[WHAT TO PRODUCE]:
Copy each line of the records below that mentions the word "projection".
################
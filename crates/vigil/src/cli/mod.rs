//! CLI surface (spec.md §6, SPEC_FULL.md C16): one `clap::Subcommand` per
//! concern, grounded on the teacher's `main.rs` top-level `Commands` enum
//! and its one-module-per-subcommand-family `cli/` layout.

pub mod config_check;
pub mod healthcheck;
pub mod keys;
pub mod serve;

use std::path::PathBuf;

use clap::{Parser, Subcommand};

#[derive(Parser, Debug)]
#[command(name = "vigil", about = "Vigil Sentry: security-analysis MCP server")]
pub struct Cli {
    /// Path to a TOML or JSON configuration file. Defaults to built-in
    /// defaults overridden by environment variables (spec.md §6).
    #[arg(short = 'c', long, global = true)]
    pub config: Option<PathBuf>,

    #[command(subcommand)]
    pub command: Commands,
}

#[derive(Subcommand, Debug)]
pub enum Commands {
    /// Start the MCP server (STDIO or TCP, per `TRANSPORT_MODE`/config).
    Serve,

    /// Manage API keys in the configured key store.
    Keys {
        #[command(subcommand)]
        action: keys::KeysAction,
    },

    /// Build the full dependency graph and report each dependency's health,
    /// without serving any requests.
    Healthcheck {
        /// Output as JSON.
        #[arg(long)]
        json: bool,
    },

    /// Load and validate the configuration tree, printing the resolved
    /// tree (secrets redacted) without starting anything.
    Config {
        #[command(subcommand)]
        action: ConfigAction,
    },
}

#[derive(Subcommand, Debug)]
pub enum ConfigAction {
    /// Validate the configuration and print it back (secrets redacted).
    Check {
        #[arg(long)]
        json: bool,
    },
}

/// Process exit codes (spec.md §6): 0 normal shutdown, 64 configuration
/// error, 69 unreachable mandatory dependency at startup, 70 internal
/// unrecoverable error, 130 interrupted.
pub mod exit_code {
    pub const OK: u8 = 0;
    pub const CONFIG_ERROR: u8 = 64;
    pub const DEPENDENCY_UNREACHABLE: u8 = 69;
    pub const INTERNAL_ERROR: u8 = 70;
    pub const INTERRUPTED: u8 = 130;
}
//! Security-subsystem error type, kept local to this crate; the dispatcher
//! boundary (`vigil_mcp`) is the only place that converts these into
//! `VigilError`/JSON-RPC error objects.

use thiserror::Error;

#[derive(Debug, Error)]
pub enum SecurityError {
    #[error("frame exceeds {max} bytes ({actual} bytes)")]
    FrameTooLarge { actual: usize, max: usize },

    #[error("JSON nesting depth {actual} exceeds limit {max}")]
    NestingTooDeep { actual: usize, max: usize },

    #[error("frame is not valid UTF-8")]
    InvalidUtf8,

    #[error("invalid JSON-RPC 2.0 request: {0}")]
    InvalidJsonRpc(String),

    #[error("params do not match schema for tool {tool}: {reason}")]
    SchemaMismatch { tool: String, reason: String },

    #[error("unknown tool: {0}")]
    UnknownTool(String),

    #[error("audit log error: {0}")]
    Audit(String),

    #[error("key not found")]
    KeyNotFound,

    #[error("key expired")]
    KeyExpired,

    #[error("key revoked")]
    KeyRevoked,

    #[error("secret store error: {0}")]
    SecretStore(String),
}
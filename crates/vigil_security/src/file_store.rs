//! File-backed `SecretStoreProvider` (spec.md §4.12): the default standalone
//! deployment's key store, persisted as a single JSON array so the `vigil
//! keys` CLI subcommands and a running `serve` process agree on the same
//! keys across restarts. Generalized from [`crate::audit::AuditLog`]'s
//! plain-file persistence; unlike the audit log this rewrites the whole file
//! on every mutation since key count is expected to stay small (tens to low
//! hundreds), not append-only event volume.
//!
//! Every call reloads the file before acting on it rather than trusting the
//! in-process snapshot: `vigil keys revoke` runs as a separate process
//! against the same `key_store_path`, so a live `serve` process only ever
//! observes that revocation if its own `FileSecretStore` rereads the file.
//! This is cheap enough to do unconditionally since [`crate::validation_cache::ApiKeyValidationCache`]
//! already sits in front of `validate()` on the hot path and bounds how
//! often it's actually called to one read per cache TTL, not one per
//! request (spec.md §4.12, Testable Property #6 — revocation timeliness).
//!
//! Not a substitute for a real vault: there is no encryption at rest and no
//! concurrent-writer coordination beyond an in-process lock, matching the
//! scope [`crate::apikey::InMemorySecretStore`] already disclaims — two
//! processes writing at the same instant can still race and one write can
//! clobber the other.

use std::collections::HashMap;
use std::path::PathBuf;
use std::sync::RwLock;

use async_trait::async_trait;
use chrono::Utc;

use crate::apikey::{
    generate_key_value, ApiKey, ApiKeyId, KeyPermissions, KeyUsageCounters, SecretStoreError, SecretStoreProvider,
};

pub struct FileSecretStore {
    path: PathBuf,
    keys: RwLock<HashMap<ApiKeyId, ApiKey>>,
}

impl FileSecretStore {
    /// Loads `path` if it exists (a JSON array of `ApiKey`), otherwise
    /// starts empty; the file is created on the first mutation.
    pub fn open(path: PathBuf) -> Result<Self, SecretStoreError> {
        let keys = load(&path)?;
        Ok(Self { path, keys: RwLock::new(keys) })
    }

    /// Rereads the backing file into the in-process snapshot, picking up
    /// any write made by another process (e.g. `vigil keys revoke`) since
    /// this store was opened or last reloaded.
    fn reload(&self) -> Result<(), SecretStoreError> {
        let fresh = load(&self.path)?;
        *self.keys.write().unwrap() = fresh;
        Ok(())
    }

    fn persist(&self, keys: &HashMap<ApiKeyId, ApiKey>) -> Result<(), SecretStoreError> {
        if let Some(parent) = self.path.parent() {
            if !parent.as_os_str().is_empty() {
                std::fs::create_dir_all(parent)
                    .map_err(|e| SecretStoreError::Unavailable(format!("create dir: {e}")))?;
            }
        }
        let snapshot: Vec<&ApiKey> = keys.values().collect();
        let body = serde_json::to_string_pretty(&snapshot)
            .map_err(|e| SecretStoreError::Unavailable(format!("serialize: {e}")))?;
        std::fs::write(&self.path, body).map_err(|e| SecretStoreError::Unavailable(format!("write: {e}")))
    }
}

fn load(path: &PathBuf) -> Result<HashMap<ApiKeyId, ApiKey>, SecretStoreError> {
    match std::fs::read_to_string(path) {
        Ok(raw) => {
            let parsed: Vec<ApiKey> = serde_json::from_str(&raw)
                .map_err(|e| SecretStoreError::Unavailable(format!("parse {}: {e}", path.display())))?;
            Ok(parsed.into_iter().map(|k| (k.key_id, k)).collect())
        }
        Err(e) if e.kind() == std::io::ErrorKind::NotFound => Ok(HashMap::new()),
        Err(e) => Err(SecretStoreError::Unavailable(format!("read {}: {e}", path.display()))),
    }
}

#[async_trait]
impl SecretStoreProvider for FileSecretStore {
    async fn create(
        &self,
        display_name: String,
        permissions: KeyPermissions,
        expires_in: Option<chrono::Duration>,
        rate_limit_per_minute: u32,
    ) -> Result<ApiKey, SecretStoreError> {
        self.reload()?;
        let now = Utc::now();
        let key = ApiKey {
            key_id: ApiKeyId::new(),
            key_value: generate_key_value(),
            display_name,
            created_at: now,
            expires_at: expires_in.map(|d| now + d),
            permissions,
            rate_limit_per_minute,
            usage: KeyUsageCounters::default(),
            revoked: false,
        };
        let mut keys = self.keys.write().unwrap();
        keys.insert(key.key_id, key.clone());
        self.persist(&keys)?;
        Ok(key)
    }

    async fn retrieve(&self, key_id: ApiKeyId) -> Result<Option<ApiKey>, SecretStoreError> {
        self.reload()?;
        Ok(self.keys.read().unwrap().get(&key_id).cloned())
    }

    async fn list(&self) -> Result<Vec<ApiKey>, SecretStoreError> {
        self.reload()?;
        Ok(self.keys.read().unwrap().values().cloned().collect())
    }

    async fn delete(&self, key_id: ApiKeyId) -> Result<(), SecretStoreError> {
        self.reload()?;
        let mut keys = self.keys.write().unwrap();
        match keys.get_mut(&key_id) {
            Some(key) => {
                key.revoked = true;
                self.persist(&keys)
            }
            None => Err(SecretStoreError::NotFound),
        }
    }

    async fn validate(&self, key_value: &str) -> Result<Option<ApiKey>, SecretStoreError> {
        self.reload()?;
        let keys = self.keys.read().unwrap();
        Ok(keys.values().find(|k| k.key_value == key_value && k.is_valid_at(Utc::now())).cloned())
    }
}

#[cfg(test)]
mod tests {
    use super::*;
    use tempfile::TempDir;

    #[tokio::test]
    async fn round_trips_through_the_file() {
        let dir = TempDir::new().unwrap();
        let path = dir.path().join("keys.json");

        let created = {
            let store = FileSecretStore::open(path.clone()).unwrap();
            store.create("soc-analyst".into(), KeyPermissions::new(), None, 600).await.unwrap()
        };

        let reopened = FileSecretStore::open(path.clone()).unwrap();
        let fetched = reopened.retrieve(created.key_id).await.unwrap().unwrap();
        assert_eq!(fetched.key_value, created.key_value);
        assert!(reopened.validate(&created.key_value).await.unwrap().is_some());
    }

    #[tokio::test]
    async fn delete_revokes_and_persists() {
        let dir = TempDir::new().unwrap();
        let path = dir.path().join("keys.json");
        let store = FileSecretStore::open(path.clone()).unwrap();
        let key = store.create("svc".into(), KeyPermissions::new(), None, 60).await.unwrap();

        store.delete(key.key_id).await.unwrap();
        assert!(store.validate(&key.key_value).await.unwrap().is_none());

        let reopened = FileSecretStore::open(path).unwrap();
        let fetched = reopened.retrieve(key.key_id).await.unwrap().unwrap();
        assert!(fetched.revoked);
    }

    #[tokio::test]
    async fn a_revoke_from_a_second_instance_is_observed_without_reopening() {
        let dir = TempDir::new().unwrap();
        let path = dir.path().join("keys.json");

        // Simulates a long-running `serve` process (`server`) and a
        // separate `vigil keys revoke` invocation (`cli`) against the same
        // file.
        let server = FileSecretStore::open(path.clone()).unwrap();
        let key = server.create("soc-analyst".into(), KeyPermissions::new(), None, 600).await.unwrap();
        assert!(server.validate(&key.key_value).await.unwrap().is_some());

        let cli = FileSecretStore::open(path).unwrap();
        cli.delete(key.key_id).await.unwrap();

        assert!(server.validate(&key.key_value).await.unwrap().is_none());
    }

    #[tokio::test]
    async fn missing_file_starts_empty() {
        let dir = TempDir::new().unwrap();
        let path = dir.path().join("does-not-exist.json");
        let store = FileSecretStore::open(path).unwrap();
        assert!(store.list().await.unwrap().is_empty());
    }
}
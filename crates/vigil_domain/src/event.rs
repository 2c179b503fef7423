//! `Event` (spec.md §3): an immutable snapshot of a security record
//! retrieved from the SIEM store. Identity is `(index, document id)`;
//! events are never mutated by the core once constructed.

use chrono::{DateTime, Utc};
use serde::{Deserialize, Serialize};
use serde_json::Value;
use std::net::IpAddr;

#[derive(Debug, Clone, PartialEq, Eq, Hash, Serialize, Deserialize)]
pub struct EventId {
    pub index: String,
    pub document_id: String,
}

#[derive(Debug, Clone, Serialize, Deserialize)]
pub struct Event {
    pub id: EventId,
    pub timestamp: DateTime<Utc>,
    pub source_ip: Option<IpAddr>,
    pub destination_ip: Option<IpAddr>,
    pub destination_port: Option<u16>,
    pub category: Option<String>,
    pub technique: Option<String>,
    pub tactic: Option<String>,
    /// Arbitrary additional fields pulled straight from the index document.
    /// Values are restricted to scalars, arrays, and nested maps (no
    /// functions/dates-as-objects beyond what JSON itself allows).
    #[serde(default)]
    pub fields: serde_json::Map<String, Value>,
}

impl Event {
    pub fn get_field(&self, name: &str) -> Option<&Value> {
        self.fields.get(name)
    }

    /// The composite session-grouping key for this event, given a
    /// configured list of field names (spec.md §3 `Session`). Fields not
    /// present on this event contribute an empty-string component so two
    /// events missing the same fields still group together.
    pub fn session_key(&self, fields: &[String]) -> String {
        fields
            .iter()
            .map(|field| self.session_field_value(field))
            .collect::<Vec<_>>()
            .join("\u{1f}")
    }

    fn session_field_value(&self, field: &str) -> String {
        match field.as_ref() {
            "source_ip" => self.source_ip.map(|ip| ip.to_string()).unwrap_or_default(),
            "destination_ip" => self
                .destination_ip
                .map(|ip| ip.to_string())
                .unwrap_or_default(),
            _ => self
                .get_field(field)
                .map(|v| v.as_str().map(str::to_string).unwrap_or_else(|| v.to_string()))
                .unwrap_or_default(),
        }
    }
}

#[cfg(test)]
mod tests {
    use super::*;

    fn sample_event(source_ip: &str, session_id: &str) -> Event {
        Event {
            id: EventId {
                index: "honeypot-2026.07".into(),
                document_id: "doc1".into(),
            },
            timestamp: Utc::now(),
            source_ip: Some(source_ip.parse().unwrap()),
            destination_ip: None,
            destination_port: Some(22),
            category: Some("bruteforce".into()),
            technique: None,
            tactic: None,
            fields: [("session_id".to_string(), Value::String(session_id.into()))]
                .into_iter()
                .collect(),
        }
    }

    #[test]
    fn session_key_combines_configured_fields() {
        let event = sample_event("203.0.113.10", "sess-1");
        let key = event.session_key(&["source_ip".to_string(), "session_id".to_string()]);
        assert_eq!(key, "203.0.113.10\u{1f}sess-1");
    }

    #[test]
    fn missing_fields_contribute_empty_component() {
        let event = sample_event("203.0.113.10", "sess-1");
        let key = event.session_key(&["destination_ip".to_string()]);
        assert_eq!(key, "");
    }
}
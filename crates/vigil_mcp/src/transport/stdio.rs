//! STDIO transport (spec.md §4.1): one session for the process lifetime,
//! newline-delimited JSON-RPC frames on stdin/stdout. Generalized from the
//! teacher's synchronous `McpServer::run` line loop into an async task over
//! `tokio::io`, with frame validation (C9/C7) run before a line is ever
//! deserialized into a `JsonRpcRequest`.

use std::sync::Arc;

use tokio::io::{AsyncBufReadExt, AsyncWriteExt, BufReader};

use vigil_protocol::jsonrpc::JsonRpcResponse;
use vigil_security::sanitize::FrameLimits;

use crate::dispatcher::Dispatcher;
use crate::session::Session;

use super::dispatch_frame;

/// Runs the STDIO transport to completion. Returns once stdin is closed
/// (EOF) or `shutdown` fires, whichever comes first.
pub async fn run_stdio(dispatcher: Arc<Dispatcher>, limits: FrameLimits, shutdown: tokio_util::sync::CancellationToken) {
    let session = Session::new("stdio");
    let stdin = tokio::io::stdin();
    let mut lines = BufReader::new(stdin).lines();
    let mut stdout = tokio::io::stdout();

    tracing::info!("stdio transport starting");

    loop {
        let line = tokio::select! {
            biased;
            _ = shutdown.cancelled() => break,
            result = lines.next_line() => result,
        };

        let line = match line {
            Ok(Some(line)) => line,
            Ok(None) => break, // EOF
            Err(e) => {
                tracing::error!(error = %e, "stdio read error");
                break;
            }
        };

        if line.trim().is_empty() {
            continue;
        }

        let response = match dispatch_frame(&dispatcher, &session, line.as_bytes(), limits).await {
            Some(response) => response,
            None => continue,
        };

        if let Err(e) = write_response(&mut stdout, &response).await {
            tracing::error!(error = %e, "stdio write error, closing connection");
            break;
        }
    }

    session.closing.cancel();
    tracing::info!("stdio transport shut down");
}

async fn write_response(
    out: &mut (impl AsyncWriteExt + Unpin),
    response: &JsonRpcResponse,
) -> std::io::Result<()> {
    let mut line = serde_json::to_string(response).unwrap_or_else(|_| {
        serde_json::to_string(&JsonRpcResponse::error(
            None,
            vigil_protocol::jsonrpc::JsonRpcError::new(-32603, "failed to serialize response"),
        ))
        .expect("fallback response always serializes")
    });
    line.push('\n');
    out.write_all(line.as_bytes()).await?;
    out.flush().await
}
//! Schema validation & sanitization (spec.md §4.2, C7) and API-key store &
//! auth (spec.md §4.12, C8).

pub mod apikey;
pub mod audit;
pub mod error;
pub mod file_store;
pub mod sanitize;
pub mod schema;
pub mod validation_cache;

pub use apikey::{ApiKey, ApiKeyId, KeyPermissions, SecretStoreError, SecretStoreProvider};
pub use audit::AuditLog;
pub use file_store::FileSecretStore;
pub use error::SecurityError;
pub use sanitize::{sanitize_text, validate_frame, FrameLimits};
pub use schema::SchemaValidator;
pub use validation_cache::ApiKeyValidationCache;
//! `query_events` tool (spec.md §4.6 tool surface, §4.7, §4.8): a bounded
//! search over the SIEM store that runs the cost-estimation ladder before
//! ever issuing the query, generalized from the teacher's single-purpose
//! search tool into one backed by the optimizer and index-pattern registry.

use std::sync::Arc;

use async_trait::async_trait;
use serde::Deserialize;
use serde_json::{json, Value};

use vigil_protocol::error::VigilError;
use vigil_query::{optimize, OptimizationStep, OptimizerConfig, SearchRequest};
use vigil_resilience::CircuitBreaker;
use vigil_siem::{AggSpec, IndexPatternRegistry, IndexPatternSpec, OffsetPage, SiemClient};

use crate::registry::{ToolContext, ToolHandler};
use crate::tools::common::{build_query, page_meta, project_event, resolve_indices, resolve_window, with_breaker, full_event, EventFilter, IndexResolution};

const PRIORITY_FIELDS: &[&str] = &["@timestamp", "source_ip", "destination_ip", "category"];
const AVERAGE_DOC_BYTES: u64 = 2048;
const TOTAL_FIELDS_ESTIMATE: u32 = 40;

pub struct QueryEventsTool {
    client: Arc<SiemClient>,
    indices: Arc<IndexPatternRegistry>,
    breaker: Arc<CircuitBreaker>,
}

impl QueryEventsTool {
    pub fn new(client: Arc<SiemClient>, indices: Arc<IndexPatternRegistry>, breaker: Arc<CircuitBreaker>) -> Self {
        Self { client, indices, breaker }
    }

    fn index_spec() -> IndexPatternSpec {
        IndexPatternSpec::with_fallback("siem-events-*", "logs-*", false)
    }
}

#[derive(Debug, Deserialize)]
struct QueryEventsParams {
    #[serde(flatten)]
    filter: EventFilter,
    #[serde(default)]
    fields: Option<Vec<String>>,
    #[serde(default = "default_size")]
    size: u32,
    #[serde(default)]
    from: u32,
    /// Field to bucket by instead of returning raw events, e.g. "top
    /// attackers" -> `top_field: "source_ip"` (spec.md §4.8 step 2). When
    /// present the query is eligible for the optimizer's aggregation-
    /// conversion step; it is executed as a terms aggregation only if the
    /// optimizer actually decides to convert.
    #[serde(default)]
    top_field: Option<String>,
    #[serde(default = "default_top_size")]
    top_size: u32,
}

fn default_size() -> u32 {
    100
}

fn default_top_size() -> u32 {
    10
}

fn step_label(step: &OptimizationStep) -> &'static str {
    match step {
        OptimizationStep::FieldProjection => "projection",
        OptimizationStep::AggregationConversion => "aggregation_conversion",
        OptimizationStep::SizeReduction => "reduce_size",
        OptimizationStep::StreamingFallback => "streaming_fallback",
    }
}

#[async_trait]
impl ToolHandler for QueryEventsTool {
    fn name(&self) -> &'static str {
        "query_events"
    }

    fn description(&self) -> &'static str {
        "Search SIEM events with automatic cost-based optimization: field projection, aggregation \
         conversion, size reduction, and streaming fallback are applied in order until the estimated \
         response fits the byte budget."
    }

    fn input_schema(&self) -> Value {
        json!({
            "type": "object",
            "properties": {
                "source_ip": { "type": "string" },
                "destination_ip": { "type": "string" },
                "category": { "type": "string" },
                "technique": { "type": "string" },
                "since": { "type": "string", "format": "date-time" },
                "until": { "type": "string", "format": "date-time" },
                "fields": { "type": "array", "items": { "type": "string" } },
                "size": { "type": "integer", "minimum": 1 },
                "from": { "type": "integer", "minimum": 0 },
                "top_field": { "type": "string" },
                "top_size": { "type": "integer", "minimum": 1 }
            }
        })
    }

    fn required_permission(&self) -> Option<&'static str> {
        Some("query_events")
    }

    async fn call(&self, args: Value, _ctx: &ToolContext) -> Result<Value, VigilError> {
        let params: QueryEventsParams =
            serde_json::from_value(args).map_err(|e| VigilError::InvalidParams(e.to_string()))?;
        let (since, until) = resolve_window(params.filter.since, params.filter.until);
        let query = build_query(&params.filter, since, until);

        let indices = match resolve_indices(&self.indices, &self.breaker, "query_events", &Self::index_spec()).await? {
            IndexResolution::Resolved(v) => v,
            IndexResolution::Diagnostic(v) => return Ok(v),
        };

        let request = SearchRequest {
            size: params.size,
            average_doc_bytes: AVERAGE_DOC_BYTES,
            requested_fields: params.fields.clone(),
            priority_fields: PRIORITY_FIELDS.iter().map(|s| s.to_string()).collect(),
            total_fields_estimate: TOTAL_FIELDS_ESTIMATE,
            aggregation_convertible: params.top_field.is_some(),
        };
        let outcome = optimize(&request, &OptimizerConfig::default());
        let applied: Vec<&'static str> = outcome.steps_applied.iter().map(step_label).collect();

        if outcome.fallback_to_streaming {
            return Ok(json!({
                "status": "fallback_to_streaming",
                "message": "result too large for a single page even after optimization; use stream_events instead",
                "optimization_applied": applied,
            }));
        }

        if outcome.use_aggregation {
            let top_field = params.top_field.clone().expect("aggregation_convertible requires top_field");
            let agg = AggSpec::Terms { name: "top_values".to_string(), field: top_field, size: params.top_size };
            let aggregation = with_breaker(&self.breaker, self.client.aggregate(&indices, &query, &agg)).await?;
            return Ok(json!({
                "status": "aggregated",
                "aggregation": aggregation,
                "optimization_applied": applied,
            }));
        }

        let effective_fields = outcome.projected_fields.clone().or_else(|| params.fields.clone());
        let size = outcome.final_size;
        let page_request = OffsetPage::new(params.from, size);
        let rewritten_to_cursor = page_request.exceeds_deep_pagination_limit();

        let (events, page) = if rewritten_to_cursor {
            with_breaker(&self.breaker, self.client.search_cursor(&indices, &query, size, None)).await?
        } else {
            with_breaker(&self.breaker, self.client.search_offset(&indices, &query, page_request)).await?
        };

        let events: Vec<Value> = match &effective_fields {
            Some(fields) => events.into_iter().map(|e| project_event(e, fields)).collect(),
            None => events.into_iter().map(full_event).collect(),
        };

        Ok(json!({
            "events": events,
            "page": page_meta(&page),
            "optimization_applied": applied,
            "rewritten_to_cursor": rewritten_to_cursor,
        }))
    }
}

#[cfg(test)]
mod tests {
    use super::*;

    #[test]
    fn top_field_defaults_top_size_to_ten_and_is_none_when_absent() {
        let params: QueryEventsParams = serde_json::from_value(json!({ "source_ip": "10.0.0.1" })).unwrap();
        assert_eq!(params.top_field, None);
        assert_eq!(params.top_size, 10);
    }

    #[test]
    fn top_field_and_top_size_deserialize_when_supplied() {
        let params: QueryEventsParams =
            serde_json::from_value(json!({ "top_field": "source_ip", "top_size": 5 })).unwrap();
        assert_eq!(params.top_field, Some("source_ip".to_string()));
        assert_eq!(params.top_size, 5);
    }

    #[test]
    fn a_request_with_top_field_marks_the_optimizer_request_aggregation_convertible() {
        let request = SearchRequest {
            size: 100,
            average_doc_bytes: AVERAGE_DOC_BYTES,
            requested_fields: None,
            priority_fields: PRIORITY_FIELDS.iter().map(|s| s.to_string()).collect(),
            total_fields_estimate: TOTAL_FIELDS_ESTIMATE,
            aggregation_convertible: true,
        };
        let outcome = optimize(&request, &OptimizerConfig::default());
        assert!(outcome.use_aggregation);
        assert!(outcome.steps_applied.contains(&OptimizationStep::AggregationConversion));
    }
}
################
[ANSWER SECTION]:
        OptimizationStep::FieldProjection => "projection",
        "Search SIEM events with automatic cost-based optimization: field projection, aggregation \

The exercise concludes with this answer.